**Instructions for the task**
Find each line in the records below that contains the word "move", and copy it out.

**Source material**
-=-=-
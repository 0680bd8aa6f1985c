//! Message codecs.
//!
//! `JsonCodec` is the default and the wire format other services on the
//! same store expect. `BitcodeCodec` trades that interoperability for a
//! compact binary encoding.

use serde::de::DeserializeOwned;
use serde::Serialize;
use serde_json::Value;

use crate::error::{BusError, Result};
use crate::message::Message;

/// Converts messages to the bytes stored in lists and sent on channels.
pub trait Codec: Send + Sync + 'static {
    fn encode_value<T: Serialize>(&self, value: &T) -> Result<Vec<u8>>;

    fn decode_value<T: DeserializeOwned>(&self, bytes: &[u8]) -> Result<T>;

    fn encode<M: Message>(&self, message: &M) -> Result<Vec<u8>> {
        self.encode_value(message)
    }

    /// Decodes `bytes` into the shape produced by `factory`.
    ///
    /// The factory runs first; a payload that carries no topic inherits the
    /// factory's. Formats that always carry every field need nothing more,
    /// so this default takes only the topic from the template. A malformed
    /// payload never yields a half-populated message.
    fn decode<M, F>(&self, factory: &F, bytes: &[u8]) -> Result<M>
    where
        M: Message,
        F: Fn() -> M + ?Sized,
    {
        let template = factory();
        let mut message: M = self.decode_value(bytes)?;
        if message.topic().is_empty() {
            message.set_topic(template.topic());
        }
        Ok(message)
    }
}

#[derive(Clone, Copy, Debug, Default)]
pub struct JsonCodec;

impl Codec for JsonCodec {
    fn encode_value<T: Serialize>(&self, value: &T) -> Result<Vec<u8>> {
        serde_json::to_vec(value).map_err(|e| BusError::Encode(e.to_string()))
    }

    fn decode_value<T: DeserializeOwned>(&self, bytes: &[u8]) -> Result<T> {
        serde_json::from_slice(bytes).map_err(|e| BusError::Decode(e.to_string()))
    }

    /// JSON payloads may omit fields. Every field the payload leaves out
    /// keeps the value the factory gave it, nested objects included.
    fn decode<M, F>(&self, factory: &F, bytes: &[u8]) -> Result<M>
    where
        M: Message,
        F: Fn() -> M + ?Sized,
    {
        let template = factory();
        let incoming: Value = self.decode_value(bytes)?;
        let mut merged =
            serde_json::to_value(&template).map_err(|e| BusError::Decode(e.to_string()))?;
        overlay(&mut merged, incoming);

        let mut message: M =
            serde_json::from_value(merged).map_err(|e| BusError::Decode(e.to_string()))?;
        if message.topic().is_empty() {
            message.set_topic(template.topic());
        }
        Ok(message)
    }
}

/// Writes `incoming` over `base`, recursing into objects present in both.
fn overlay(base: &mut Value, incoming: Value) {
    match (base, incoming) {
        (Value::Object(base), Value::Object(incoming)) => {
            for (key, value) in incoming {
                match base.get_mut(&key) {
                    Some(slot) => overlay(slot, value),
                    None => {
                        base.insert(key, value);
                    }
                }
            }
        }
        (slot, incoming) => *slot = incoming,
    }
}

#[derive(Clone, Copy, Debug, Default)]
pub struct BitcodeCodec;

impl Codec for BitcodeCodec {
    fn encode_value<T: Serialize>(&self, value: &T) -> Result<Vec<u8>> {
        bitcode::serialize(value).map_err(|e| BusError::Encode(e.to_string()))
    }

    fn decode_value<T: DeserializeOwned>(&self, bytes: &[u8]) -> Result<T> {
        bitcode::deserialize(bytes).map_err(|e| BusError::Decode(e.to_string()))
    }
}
-=-=-
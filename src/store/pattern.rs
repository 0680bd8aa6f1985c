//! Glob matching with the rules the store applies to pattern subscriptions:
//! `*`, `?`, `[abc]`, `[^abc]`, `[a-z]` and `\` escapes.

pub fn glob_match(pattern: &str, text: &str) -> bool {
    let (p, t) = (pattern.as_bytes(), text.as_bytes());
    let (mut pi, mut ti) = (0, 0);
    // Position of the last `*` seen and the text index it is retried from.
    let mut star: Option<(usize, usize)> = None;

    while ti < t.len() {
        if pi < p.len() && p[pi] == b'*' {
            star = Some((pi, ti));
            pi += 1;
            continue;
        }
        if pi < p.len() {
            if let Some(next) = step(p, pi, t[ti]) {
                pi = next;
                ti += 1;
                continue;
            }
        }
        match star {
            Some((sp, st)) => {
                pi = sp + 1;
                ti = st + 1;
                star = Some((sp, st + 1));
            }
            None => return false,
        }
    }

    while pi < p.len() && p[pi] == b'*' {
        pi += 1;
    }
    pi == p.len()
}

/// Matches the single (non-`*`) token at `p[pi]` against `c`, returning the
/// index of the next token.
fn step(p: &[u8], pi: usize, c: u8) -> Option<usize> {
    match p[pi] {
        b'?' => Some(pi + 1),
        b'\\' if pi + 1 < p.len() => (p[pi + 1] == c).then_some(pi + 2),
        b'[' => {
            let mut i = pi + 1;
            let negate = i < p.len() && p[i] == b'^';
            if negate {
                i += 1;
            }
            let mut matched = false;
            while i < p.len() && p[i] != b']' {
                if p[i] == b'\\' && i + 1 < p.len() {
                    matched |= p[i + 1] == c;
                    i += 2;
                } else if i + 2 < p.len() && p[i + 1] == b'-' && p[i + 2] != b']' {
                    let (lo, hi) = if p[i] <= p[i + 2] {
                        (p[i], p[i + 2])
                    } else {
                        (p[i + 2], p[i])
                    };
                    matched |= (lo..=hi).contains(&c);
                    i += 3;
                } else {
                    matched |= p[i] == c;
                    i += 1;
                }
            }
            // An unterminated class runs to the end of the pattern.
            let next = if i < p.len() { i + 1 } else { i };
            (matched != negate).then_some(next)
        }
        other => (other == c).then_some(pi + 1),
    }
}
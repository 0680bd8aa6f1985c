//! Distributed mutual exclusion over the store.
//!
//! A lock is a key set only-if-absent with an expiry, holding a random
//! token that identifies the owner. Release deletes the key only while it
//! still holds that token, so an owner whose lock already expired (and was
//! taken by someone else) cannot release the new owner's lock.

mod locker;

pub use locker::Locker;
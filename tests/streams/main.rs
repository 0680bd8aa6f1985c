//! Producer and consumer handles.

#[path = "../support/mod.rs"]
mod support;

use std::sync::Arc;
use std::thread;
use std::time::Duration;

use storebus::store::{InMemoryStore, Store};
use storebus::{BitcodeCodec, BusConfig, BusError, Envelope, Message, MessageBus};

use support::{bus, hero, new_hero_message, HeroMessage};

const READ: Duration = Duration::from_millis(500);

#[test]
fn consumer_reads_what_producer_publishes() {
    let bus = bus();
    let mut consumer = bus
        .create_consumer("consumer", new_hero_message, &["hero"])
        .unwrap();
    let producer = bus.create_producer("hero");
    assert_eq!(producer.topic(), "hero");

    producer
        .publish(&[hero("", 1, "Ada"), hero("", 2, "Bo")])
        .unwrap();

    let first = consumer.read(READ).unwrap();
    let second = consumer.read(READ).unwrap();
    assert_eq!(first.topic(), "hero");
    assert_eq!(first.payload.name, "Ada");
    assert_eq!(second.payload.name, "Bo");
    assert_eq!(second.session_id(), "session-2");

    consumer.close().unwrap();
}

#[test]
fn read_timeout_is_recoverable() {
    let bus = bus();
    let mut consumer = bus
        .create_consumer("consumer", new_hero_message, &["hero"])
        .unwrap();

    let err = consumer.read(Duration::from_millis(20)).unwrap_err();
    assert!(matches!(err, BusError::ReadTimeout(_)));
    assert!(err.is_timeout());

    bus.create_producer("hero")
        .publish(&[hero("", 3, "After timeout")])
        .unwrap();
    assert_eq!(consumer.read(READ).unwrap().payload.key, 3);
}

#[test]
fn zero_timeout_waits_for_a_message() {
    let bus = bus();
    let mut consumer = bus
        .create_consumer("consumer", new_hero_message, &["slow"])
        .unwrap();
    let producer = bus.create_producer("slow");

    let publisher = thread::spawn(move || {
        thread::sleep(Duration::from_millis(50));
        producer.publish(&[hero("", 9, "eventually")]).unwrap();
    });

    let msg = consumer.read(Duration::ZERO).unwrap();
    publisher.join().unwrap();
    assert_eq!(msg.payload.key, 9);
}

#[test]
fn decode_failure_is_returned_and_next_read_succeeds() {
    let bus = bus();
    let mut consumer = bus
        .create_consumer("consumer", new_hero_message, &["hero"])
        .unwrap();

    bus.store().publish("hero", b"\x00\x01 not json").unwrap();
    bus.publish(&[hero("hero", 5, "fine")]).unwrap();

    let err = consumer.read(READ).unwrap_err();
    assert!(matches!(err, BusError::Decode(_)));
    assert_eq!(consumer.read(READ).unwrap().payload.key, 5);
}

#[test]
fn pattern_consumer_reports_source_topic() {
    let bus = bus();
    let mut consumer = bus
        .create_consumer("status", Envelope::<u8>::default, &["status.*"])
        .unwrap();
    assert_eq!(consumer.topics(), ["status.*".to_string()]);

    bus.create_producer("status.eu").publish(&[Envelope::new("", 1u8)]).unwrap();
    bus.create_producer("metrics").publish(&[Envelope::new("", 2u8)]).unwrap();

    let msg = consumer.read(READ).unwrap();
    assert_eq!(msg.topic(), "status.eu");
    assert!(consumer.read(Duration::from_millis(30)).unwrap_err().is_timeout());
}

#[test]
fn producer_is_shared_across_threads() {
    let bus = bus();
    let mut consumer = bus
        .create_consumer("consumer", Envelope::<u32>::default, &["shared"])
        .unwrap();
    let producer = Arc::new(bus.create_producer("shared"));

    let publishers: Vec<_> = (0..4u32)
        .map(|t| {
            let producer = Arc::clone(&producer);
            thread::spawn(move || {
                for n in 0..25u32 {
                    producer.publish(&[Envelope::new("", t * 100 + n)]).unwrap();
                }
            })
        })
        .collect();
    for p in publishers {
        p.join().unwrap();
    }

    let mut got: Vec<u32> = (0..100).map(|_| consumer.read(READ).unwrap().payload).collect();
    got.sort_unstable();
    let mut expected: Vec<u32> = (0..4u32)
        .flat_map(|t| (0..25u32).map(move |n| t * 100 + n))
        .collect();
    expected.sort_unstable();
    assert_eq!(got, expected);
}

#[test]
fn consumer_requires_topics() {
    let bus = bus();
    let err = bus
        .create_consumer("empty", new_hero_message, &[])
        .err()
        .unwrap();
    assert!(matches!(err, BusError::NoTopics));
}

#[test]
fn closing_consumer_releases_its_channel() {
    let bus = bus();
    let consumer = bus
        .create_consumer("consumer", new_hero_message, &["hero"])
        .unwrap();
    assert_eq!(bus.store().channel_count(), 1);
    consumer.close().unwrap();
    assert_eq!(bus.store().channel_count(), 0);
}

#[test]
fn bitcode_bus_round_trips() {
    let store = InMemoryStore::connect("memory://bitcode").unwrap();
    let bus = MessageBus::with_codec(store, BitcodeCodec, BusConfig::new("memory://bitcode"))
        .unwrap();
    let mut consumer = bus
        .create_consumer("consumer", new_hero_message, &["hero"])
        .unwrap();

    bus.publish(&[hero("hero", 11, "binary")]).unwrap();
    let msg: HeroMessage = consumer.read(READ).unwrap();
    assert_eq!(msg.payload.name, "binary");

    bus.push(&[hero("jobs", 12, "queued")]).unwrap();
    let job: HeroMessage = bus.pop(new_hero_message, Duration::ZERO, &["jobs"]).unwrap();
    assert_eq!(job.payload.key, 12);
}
-=-=-
**Exercise output**
    let publisher = thread::spawn(move || {
            thread::spawn(move || {
        .flat_map(|t| (0..25u32).map(move |n| t * 100 + n))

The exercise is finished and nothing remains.